Providers seek outside-the-box strategies to fill staff shortages

Workforce shortages continue to plague the healthcare industry, among both doctors and nurses. However, thinking outside the box can help hospital leaders fill those gaps.

Some providers are testing the idea of “grand-aides”--a cross between a "wise" grandparent and a nurse’s aide--as a possible solution, according to an article from Houston Public Media. University of Virginia Health System, for instance, uses them to check in on patients after discharge to gauge their recovery process by checking vital signs, noting hazards in the home and making sure patients are eating well. Initially, the grand-aides visit daily, then they gradually cut back visits at the patient recovers.

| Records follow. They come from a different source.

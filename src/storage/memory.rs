//! In-process storage backend.

use std::collections::BTreeMap;

use async_trait::async_trait;
use tokio::sync::RwLock;

use crate::storage::{ObjectAck, ObjectId, StorageBackend, StorageError, StorageObject, StorageWrite};

/// Storage that lives as long as the process.
#[derive(Debug, Default)]
pub struct MemoryStorage {
    objects: RwLock<BTreeMap<ObjectId, StorageObject>>,
}

impl MemoryStorage {
    /// Create an empty store.
    pub fn new() -> Self {
        Self::default()
    }

    /// Number of stored objects.
    pub async fn len(&self) -> usize {
        self.objects.read().await.len()
    }

    /// Whether the store is empty.
    pub async fn is_empty(&self) -> bool {
        self.objects.read().await.is_empty()
    }
}

#[async_trait]
impl StorageBackend for MemoryStorage {
    async fn read(&self, id: &ObjectId) -> Result<Option<StorageObject>, StorageError> {
        Ok(self.objects.read().await.get(id).cloned())
    }

    async fn write(&self, write: StorageWrite) -> Result<ObjectAck, StorageError> {
        let mut objects = self.objects.write().await;
        let previous = objects.get(&write.id).cloned();
        let object = StorageObject::from_write(write, previous.as_ref());
        let ack = ObjectAck {
            id: object.id.clone(),
            version: object.version.clone(),
        };
        objects.insert(object.id.clone(), object);
        Ok(ack)
    }
}
//! Server Configuration
//!
//! Read from `WORLD_*` environment variables; anything unset falls back to
//! the defaults.

use std::net::SocketAddr;
use std::path::PathBuf;

use thiserror::Error;

/// Default WebSocket port.
pub const DEFAULT_PORT: u16 = 7350;

/// Server configuration.
#[derive(Debug, Clone, PartialEq)]
pub struct ServerConfig {
    /// Bind address.
    pub bind_addr: SocketAddr,
    /// Maximum concurrent connections.
    pub max_connections: usize,
    /// JSON file for persisted records. In-memory storage when unset.
    pub storage_path: Option<PathBuf>,
    /// Per-connection outbound message buffer.
    pub outbound_buffer: usize,
    /// Grace period handed to matches on shutdown.
    pub terminate_grace_secs: u32,
    /// Server version string.
    pub version: String,
}

impl Default for ServerConfig {
    fn default() -> Self {
        Self {
            bind_addr: SocketAddr::from(([0, 0, 0, 0], DEFAULT_PORT)),
            max_connections: 1000,
            storage_path: None,
            outbound_buffer: 64,
            terminate_grace_secs: 5,
            version: env!("CARGO_PKG_VERSION").to_string(),
        }
    }
}

/// Configuration errors.
#[derive(Debug, Error)]
pub enum ConfigError {
    /// A variable is set but does not parse.
    #[error("invalid value {value:?} for {var}: {reason}")]
    Invalid {
        /// Variable name.
        var: &'static str,
        /// Raw value.
        value: String,
        /// Parser message.
        reason: String,
    },
}

impl ServerConfig {
    /// Load configuration from environment variables.
    pub fn from_env() -> Result<Self, ConfigError> {
        Self::from_lookup(|var| std::env::var(var).ok())
    }

    /// Load configuration from any variable source.
    pub fn from_lookup(lookup: impl Fn(&str) -> Option<String>) -> Result<Self, ConfigError> {
        let defaults = Self::default();

        Ok(Self {
            bind_addr: parse_var(&lookup, "WORLD_BIND_ADDR")?.unwrap_or(defaults.bind_addr),
            max_connections: parse_var(&lookup, "WORLD_MAX_CONNECTIONS")?
                .unwrap_or(defaults.max_connections),
            storage_path: lookup("WORLD_STORAGE_PATH")
                .filter(|p| !p.is_empty())
                .map(PathBuf::from),
            outbound_buffer: parse_var::<usize>(&lookup, "WORLD_OUTBOUND_BUFFER")?
                .map(|n| n.max(1))
                .unwrap_or(defaults.outbound_buffer),
            terminate_grace_secs: parse_var(&lookup, "WORLD_TERMINATE_GRACE_SECS")?
                .unwrap_or(defaults.terminate_grace_secs),
            version: defaults.version,
        })
    }
}

fn parse_var<T>(
    lookup: &impl Fn(&str) -> Option<String>,
    var: &'static str,
) -> Result<Option<T>, ConfigError>
where
    T: std::str::FromStr,
    T::Err: std::fmt::Display,
{
    let Some(value) = lookup(var) else {
        return Ok(None);
    };

    match value.trim().parse::<T>() {
        Ok(parsed) => Ok(Some(parsed)),
        Err(e) => Err(ConfigError::Invalid {
            var,
            reason: e.to_string(),
            value,
        }),
    }
}
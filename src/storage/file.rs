//! JSON file storage backend.
//!
//! Keeps every object in memory and rewrites the whole file after each write.
//! Durability is best effort: a write returns once the file has been replaced.

use std::collections::BTreeMap;
use std::path::{Path, PathBuf};

use async_trait::async_trait;
use tokio::sync::Mutex;
use tracing::{debug, info};

use crate::storage::{ObjectAck, ObjectId, StorageBackend, StorageError, StorageObject, StorageWrite};

/// Storage persisted to a single JSON file.
#[derive(Debug)]
pub struct FileStorage {
    path: PathBuf,
    objects: Mutex<BTreeMap<ObjectId, StorageObject>>,
}

impl FileStorage {
    /// Open a store, loading the file if it exists.
    pub async fn open(path: impl AsRef<Path>) -> Result<Self, StorageError> {
        let path = path.as_ref().to_path_buf();

        let objects = match tokio::fs::read(&path).await {
            Ok(bytes) => {
                let list: Vec<StorageObject> = serde_json::from_slice(&bytes).map_err(|source| {
                    StorageError::Decode {
                        collection: "*".to_string(),
                        key: path.display().to_string(),
                        source,
                    }
                })?;
                list.into_iter().map(|o| (o.id.clone(), o)).collect()
            }
            Err(e) if e.kind() == std::io::ErrorKind::NotFound => BTreeMap::new(),
            Err(e) => return Err(e.into()),
        };

        info!("Opened storage file {} ({} objects)", path.display(), objects.len());

        Ok(Self {
            path,
            objects: Mutex::new(objects),
        })
    }

    async fn flush(&self, objects: &BTreeMap<ObjectId, StorageObject>) -> Result<(), StorageError> {
        let list: Vec<&StorageObject> = objects.values().collect();
        let bytes = serde_json::to_vec_pretty(&list).map_err(StorageError::Encode)?;

        // Replace atomically so a crash never leaves a truncated file
        let tmp = self.path.with_extension("tmp");
        tokio::fs::write(&tmp, &bytes).await?;
        tokio::fs::rename(&tmp, &self.path).await?;

        debug!("Flushed {} objects to {}", list.len(), self.path.display());
        Ok(())
    }
}

#[async_trait]
impl StorageBackend for FileStorage {
    async fn read(&self, id: &ObjectId) -> Result<Option<StorageObject>, StorageError> {
        Ok(self.objects.lock().await.get(id).cloned())
    }

    async fn write(&self, write: StorageWrite) -> Result<ObjectAck, StorageError> {
        let mut objects = self.objects.lock().await;
        let previous = objects.get(&write.id).cloned();
        let object = StorageObject::from_write(write, previous.as_ref());
        let ack = ObjectAck {
            id: object.id.clone(),
            version: object.version.clone(),
        };

        objects.insert(object.id.clone(), object);
        if let Err(e) = self.flush(&objects).await {
            // Keep memory and disk in agreement
            match previous {
                Some(previous) => {
                    objects.insert(ack.id.clone(), previous);
                }
                None => {
                    objects.remove(&ack.id);
                }
            }
            return Err(e);
        }

        Ok(ack)
    }
}
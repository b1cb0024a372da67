//! Durable Storage
//!
//! Collection/key/owner addressed object store used for state that outlives
//! a world match, plus the adapters that map world state onto records.
//!
//! ## Module Structure
//!
//! - `memory`: in-process backend
//! - `file`: JSON file backend
//! - `player`: player position records
//! - `names`: global reserved character names

pub mod file;
pub mod memory;
pub mod names;
pub mod player;

use async_trait::async_trait;
use chrono::{DateTime, Utc};
use serde::{Deserialize, Serialize};
use sha2::{Digest, Sha256};
use thiserror::Error;

use crate::game::state::OwnerKey;

pub use file::FileStorage;
pub use memory::MemoryStorage;

/// Who may read an object.
#[derive(Clone, Copy, Debug, Default, PartialEq, Eq, Serialize, Deserialize)]
#[serde(rename_all = "snake_case")]
pub enum ReadPermission {
    /// Server only.
    NoRead,
    /// The owner and the server.
    #[default]
    OwnerRead,
    /// Anyone.
    PublicRead,
}

/// Who may write an object.
#[derive(Clone, Copy, Debug, Default, PartialEq, Eq, Serialize, Deserialize)]
#[serde(rename_all = "snake_case")]
pub enum WritePermission {
    /// Server only.
    NoWrite,
    /// The owner and the server.
    #[default]
    OwnerWrite,
}

/// Address of a stored object. `owner == None` marks a system-owned object.
#[derive(Clone, Debug, PartialEq, Eq, PartialOrd, Ord, Hash, Serialize, Deserialize)]
pub struct ObjectId {
    /// Collection name.
    pub collection: String,
    /// Key inside the collection.
    pub key: String,
    /// Owning user.
    pub owner: Option<OwnerKey>,
}

impl ObjectId {
    /// Address an object.
    pub fn new(collection: impl Into<String>, key: impl Into<String>, owner: Option<OwnerKey>) -> Self {
        Self {
            collection: collection.into(),
            key: key.into(),
            owner,
        }
    }
}

/// A write request.
#[derive(Clone, Debug, PartialEq)]
pub struct StorageWrite {
    /// Target address.
    pub id: ObjectId,
    /// JSON value.
    pub value: String,
    /// Read permission to store.
    pub permission_read: ReadPermission,
    /// Write permission to store.
    pub permission_write: WritePermission,
}

/// A stored object.
#[derive(Clone, Debug, PartialEq, Serialize, Deserialize)]
pub struct StorageObject {
    /// Address.
    pub id: ObjectId,
    /// JSON value.
    pub value: String,
    /// Content hash of the value.
    pub version: String,
    /// Read permission.
    pub permission_read: ReadPermission,
    /// Write permission.
    pub permission_write: WritePermission,
    /// First write time.
    pub create_time: DateTime<Utc>,
    /// Last write time.
    pub update_time: DateTime<Utc>,
}

impl StorageObject {
    /// Build the object a write produces, keeping the creation time of any
    /// object it replaces.
    pub fn from_write(write: StorageWrite, previous: Option<&StorageObject>) -> Self {
        let now = Utc::now();
        Self {
            version: object_version(&write.value),
            create_time: previous.map(|p| p.create_time).unwrap_or(now),
            update_time: now,
            id: write.id,
            value: write.value,
            permission_read: write.permission_read,
            permission_write: write.permission_write,
        }
    }

    /// Parse the JSON value.
    pub fn decode<T: serde::de::DeserializeOwned>(&self) -> Result<T, StorageError> {
        serde_json::from_str(&self.value).map_err(|source| StorageError::Decode {
            collection: self.id.collection.clone(),
            key: self.id.key.clone(),
            source,
        })
    }
}

/// Acknowledgement of a successful write.
#[derive(Clone, Debug, PartialEq, Eq)]
pub struct ObjectAck {
    /// Address written.
    pub id: ObjectId,
    /// Version now stored.
    pub version: String,
}

/// Hex SHA-256 of a value.
pub fn object_version(value: &str) -> String {
    let mut hasher = Sha256::new();
    hasher.update(value.as_bytes());
    hex::encode(hasher.finalize())
}

/// Storage errors.
#[derive(Debug, Error)]
pub enum StorageError {
    /// Backend refused or failed the operation.
    #[error("storage backend unavailable: {0}")]
    Unavailable(String),

    /// File backend I/O failure.
    #[error("storage I/O error: {0}")]
    Io(#[from] std::io::Error),

    /// A value could not be encoded.
    #[error("failed to encode value: {0}")]
    Encode(#[source] serde_json::Error),

    /// A stored value did not have the expected shape.
    #[error("failed to decode {collection}/{key}: {source}")]
    Decode {
        /// Collection of the object.
        collection: String,
        /// Key of the object.
        key: String,
        /// Underlying JSON error.
        #[source]
        source: serde_json::Error,
    },
}

/// Durable key/value backend.
///
/// Callers inside the server process are trusted; permissions are stored with
/// each object for client-facing reads.
#[async_trait]
pub trait StorageBackend: Send + Sync {
    /// Read one object. `Ok(None)` when nothing is stored at the address.
    async fn read(&self, id: &ObjectId) -> Result<Option<StorageObject>, StorageError>;

    /// Create or replace one object.
    async fn write(&self, write: StorageWrite) -> Result<ObjectAck, StorageError>;
}
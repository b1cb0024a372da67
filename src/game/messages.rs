//! Match Messages
//!
//! Inbound command payloads and outbound snapshots exchanged inside a world
//! match. Bodies are JSON; the field tags below are the wire contract.

use std::collections::BTreeMap;

use serde::{Deserialize, Serialize};

use crate::game::state::{Color, Input, OwnerKey, Position, WorldState};

// =============================================================================
// ENVELOPES
// =============================================================================

/// One inbound message of a tick batch.
#[derive(Debug, Clone, PartialEq)]
pub struct MatchData {
    /// Opcode selected by the client.
    pub op_code: i64,
    /// Owner key of the sending participant.
    pub sender: OwnerKey,
    /// Raw payload.
    pub data: Vec<u8>,
}

impl MatchData {
    /// Create an inbound message.
    pub fn new(op_code: i64, sender: OwnerKey, data: impl Into<Vec<u8>>) -> Self {
        Self {
            op_code,
            sender,
            data: data.into(),
        }
    }
}

/// One outbound message delivered to a participant's connection.
#[derive(Debug, Clone, PartialEq)]
pub struct MatchMessage {
    /// Opcode of the payload.
    pub op_code: i64,
    /// Raw payload.
    pub data: Vec<u8>,
    /// Participant the message is relayed from, if any.
    pub sender: Option<OwnerKey>,
}

// =============================================================================
// INBOUND PAYLOADS
// =============================================================================

/// `UPDATE_POSITION` body.
#[derive(Debug, Clone, PartialEq, Serialize, Deserialize)]
pub struct UpdatePosition {
    /// Target owner key.
    pub id: OwnerKey,
    /// New position.
    pub position: Position,
}

/// `UPDATE_INPUT` body.
#[derive(Debug, Clone, PartialEq, Serialize, Deserialize)]
pub struct UpdateInput {
    /// Target owner key.
    pub id: OwnerKey,
    /// New direction axis.
    pub input: f64,
}

/// `UPDATE_JUMP` body.
#[derive(Debug, Clone, PartialEq, Serialize, Deserialize)]
pub struct UpdateJump {
    /// Target owner key.
    pub id: OwnerKey,
}

/// `DO_SPAWN` body.
#[derive(Debug, Clone, PartialEq, Serialize, Deserialize)]
pub struct DoSpawn {
    /// Chosen display name.
    pub id: String,
    /// Chosen color.
    #[serde(rename = "col")]
    pub color: Color,
    /// Character name as typed by the player.
    #[serde(rename = "nm")]
    pub name: String,
}

/// `UPDATE_COLOR` body.
#[derive(Debug, Clone, PartialEq, Serialize, Deserialize)]
pub struct UpdateColor {
    /// Target owner key.
    pub id: OwnerKey,
    /// New color.
    pub color: Color,
}

// =============================================================================
// OUTBOUND SNAPSHOTS
// =============================================================================

/// Full snapshot sent to a participant right after they spawn.
#[derive(Debug, Clone, PartialEq, Serialize, Deserialize)]
pub struct InitialState {
    /// Positions by owner key.
    #[serde(rename = "pos")]
    pub positions: BTreeMap<OwnerKey, Position>,
    /// Inputs by owner key.
    #[serde(rename = "inp")]
    pub inputs: BTreeMap<OwnerKey, Input>,
    /// Colors by owner key.
    #[serde(rename = "col")]
    pub colors: BTreeMap<OwnerKey, Color>,
    /// Display names by owner key.
    #[serde(rename = "nms")]
    pub names: BTreeMap<OwnerKey, String>,
}

impl InitialState {
    /// Capture the current world.
    pub fn from_state(state: &WorldState) -> Self {
        Self {
            positions: state.positions().clone(),
            inputs: state.inputs().clone(),
            colors: state.colors().clone(),
            names: state.names().clone(),
        }
    }

    /// Encode as a JSON payload.
    pub fn to_payload(&self) -> Result<Vec<u8>, serde_json::Error> {
        serde_json::to_vec(self)
    }
}

/// Per-tick heartbeat snapshot broadcast to everyone.
#[derive(Debug, Clone, PartialEq, Serialize, Deserialize)]
pub struct UpdateState {
    /// Positions by owner key.
    #[serde(rename = "pos")]
    pub positions: BTreeMap<OwnerKey, Position>,
    /// Inputs by owner key.
    #[serde(rename = "inp")]
    pub inputs: BTreeMap<OwnerKey, Input>,
}

impl UpdateState {
    /// Capture the current world.
    pub fn from_state(state: &WorldState) -> Self {
        Self {
            positions: state.positions().clone(),
            inputs: state.inputs().clone(),
        }
    }

    /// Encode as a JSON payload.
    pub fn to_payload(&self) -> Result<Vec<u8>, serde_json::Error> {
        serde_json::to_vec(self)
    }
}
//! Network Layer
//!
//! WebSocket server, match sessions and RPCs. All world rules live in
//! `game/`; this layer only schedules and routes.

pub mod protocol;
pub mod rpc;
pub mod server;
pub mod session;

pub use protocol::{ClientMessage, ErrorCode, ServerError, ServerMessage};
pub use rpc::RpcError;
pub use server::{GameServer, GameServerError};
pub use session::{MatchId, SessionError, SessionHandle, SessionManager};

“So the original idea was that a grandparent knows a lot about what health can be,” Craig Thomas, who supervises UVA’s grand-aides program, told Houston Public Media. “When sick is sick enough to go to the hospital, and when sick is sick enough to stay home and take a Tylenol and you’ll be OK.” Heart failure patients visited by grand-aides cut their risk of readmission by half, according to Thomas.

Meanwhile, in states like Texas, where both the doctor and nurse shortages are worsening, the top talent is concentrated in a few major cities, leaving the state’s rural areas shorthanded, according to the article. About a quarter of Lone Star State counties have fewer than five doctors, according to Texas Medical Center Director of Health Policy Tim Garson, M.D. The solution, he said, isn’t simply training more doctors, particularly for cash-strapped providers.

Instead, Garson told the publication, hospitals should use other professionals such as nurse practitioners, to fill care gaps. Texas is not among the 21 states that have expanded nurse practitioners’ scope of practice to allow them to diagnose patients and prescribe medications, according to Garson, but doing so would allow the state to reduce access gaps. Similarly, Pennsylvania’s Geisinger Health System has stepped up its recruitment efforts, not just for doctors but clerical and pharmacy jobs as well, FierceHealthcare previously reported.